# Journey person to apprentice ratio Ontario



## eddy current (Feb 28, 2009)

The ratio rules are company wide, not per job site


----------



## Breakfasteatre (Sep 8, 2009)

it also used to be determined by the size of the company as well

now, im pretty sure its 3 apprentices to 1 journeyperson, but really, there isnt anyone enforcing anything. the only hope a company gets busted for it is if the unregistered apprentices report the company themselves


----------



## eddy current (Feb 28, 2009)

Nothing has been enforced in Ontario for years now.
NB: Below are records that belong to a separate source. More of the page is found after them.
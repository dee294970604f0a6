//! `LinuxSpec.Linux.Rlimits` suite.
//!
//! Each case sets a single rlimit on a fresh document, runs a shell
//! `ulimit` probe inside the container and expects the configured bound
//! back on stdout.

use crate::error::Result;
use crate::spec::{Rlimit, SpecDocument};
use crate::testcase::{Outcome, TestContext, TestSuite};

/// Suite name.
pub const SUITE_NAME: &str = "LinuxSpec.Linux.Rlimits";

/// Shell that runs the probe inside the container.
const PROBE_SHELL: &str = "/bin/bash";

const NPROC_SOFT: u64 = 10;
const NPROC_HARD: u64 = 20;
const NOFILE_SOFT: u64 = 1024;
const NOFILE_HARD: u64 = 2048;

/// Which bound of an rlimit a probe reads.
#[derive(Debug, Clone, Copy, PartialEq, Eq)]
pub enum Bound {
    Soft,
    Hard,
}

impl Bound {
    /// `ulimit` flag selecting this bound.
    pub fn flag(&self) -> &'static str {
        match self {
            Self::Soft => "-S",
            Self::Hard => "-H",
        }
    }

    /// The value of this bound in `rlimit`.
    pub fn value(&self, rlimit: &Rlimit) -> u64 {
        match self {
            Self::Soft => rlimit.soft,
            Self::Hard => rlimit.hard,
        }
    }
}

/// Builds the document for a probe: only `rlimit` set, the process running
/// `ulimit <item> <bound>`.
pub fn probe_spec(rlimit: &Rlimit, ulimit_item: &str, bound: Bound) -> SpecDocument {
    let script = format!("ulimit {} {}", ulimit_item, bound.flag());
    let mut spec = SpecDocument::new();
    spec.set_rlimits(rlimit.clone())
        .set_args([PROBE_SHELL, "-c", script.as_str()]);
    spec
}

/// Runs a probe and expects the selected bound of `rlimit` as output.
pub fn probe_rlimit(
    ctx: &TestContext<'_>,
    rlimit: Rlimit,
    ulimit_item: &str,
    bound: Bound,
) -> Result<Outcome> {
    let spec = probe_spec(&rlimit, ulimit_item, bound);
    ctx.execute(&spec, &bound.value(&rlimit).to_string())
}

/// Builds the suite.
pub fn suite() -> TestSuite {
    let mut suite = TestSuite::new(SUITE_NAME);
    suite
        .add_case("TestRlimitNPROCSoft", |ctx| {
            probe_rlimit(ctx, Rlimit::new("NPROC", NPROC_SOFT, NPROC_HARD), "-u", Bound::Soft)
        })
        .add_case("TestRlimitNPROCHard", |ctx| {
            probe_rlimit(ctx, Rlimit::new("NPROC", NPROC_SOFT, NPROC_HARD), "-u", Bound::Hard)
        })
        .add_case("TestRlimitNOFILESoft", |ctx| {
            probe_rlimit(
                ctx,
                Rlimit::new("NOFILE", NOFILE_SOFT, NOFILE_HARD),
                "-n",
                Bound::Soft,
            )
        })
        .add_case("TestRlimitNOFILEHard", |ctx| {
            probe_rlimit(
                ctx,
                Rlimit::new("NOFILE", NOFILE_SOFT, NOFILE_HARD),
                "-n",
                Bound::Hard,
            )
        });
    suite
}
Don’t even need a license


----------



## Martine (Jan 26, 2018)

Pretty sure it’s 2 to 1 in Quebec, but there’s such a shortage of people there aren’t enough apprentices to hit that number


----------



## Navyguy (Mar 15, 2010)

From Bill 47 - Making Ontario Open for Business Act (Section 60)



> *Ratios
> 60 *(1) If a trade has been prescribed by a Minister’s regulation as being subject to a journeyperson to apprentice ratio, the number of apprentices who may be sponsored or employed by a person in the trade in relation to the number of journeypersons employed or otherwise engaged by the person in the trade shall not exceed one apprentice for each journeyperson.


Cheers
John


----------



## canbug (Dec 31, 2015)

When I had apprentices it was always 2 or 3 to I Jman unless you were on the service van.

Tim.


----------



## eddy current (Feb 28, 2009)

Navyguy said:


> From Bill 47 - Making Ontario Open for Business Act (Section 60)
> 
> 
> 
> ...


The ratio rules are company wide so you can have many apprentices compared to journeymen on one job, but Rules don’t mean anything if they are not enforced.


----------